#### Supplied material:
====================
impl std::fmt::Debug for InMemoryBackend {
    fn fmt(&self, f: &mut std::fmt::Formatter<'_>) -> std::fmt::Result {
        let tables = read(&self.inner.tables);
        f.debug_struct("InMemoryBackend")
            .field(
                "rows",
                &Table::ALL
                    .iter()
                    .map(|t| (t.as_str(), tables.get(t).map_or(0, Vec::len)))
                    .collect::<Vec<_>>(),
            )
            .field("active_subscriptions", &self.active_subscriptions())
            .finish_non_exhaustive()
    }
}

impl Default for InMemoryBackend {
    fn default() -> Self {
        Self::new()
    }
}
====================
#### Exercise requirements:
Your task is to list each line of the records with the word "impl".

#### Output below:
impl std::fmt::Debug for InMemoryBackend {
impl Default for InMemoryBackend {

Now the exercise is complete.